*YOUR INSTRUCTIONS*. Search the records for the word "chain" and report each line that has it.

*RECORDED DATA*.
-- Opening Marker --
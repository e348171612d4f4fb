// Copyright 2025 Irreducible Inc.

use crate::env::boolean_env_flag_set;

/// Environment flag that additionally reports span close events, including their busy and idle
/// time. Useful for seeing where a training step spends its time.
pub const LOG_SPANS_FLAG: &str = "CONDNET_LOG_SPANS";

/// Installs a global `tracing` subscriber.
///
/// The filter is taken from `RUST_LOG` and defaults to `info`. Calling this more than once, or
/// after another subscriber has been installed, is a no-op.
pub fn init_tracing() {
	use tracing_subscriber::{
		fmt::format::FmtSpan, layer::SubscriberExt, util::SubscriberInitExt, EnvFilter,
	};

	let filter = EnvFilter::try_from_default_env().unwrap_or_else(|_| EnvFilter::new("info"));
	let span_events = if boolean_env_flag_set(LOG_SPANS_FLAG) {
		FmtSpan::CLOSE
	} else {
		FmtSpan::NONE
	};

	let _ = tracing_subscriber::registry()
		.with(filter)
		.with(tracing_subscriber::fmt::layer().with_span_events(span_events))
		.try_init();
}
-- Closing Marker --
-- Opening Marker --
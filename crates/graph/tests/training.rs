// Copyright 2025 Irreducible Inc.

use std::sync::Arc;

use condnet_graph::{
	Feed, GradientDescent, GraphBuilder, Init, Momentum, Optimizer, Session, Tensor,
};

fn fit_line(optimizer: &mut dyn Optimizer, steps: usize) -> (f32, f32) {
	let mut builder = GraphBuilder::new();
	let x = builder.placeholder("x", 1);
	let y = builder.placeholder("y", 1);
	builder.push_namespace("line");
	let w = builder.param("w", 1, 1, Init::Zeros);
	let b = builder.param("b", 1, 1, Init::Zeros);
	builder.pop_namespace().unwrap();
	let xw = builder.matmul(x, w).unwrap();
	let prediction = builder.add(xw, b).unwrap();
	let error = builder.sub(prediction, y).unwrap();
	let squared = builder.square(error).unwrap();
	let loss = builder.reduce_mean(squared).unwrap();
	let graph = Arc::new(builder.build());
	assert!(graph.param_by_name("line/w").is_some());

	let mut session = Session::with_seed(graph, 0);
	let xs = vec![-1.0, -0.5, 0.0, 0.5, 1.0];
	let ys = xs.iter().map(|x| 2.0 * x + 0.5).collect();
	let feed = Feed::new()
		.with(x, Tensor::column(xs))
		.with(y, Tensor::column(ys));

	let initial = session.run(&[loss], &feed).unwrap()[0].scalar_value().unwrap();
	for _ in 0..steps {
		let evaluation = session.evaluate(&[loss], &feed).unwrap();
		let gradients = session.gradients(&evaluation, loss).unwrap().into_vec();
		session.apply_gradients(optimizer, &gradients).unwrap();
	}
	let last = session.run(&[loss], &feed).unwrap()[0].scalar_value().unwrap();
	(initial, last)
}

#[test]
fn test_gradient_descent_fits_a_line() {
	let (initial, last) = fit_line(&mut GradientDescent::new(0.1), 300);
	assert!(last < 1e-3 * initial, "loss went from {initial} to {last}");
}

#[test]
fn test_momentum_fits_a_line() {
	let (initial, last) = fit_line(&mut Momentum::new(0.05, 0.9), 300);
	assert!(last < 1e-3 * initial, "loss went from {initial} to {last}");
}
-- Closing Marker --
-- Opening Marker --
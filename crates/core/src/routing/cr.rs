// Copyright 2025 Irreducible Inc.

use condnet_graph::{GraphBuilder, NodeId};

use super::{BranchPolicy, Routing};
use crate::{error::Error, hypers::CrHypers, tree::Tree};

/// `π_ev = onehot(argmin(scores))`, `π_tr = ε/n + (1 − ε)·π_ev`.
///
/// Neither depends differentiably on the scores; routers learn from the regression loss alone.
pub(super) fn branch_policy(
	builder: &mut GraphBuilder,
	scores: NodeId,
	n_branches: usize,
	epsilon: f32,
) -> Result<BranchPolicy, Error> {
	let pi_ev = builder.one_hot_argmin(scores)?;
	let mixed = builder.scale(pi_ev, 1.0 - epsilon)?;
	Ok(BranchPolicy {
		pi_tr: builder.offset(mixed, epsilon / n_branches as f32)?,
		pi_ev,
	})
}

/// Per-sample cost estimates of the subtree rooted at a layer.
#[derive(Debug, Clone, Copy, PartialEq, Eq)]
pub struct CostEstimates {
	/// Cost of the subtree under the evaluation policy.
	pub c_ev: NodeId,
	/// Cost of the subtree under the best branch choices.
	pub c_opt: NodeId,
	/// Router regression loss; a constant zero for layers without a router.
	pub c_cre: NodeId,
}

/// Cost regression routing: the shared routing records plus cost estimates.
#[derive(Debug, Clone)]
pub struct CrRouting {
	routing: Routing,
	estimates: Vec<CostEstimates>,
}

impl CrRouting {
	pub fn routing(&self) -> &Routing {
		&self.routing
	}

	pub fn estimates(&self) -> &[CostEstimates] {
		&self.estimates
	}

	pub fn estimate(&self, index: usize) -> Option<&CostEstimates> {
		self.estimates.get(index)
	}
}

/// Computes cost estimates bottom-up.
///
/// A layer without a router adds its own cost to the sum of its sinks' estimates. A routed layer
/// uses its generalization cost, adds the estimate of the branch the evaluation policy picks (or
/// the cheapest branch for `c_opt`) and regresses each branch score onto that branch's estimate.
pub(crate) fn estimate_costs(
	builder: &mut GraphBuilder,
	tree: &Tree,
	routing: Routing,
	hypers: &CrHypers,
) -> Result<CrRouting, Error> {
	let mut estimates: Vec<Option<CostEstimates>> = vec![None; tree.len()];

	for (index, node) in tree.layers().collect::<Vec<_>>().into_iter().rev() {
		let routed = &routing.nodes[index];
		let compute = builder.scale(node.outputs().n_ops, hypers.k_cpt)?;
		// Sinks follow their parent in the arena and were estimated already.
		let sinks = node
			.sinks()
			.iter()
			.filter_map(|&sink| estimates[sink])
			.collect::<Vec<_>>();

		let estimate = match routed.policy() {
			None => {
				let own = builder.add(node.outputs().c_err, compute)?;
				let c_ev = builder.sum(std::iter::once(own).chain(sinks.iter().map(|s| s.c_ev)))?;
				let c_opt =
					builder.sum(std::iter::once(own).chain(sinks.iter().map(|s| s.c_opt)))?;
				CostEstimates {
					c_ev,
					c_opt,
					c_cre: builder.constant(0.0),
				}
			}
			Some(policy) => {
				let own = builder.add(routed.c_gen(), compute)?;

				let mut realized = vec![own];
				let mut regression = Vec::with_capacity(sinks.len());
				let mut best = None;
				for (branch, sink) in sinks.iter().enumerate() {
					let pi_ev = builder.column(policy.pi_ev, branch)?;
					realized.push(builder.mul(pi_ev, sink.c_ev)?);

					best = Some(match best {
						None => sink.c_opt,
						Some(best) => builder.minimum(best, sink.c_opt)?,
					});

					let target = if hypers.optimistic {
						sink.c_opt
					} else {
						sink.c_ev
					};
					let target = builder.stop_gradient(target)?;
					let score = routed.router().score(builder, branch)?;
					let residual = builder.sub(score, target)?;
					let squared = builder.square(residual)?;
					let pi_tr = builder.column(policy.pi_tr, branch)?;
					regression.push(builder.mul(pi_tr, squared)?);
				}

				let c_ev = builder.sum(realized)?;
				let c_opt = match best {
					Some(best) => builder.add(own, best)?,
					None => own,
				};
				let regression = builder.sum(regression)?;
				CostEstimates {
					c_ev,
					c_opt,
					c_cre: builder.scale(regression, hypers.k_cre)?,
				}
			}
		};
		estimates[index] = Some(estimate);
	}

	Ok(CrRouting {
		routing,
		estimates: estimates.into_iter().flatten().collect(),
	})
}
-- Closing Marker --
*ANSWER*.
				let c_ev = builder.sum(std::iter::once(own).chain(sinks.iter().map(|s| s.c_ev)))?;
					builder.sum(std::iter::once(own).chain(sinks.iter().map(|s| s.c_opt)))?;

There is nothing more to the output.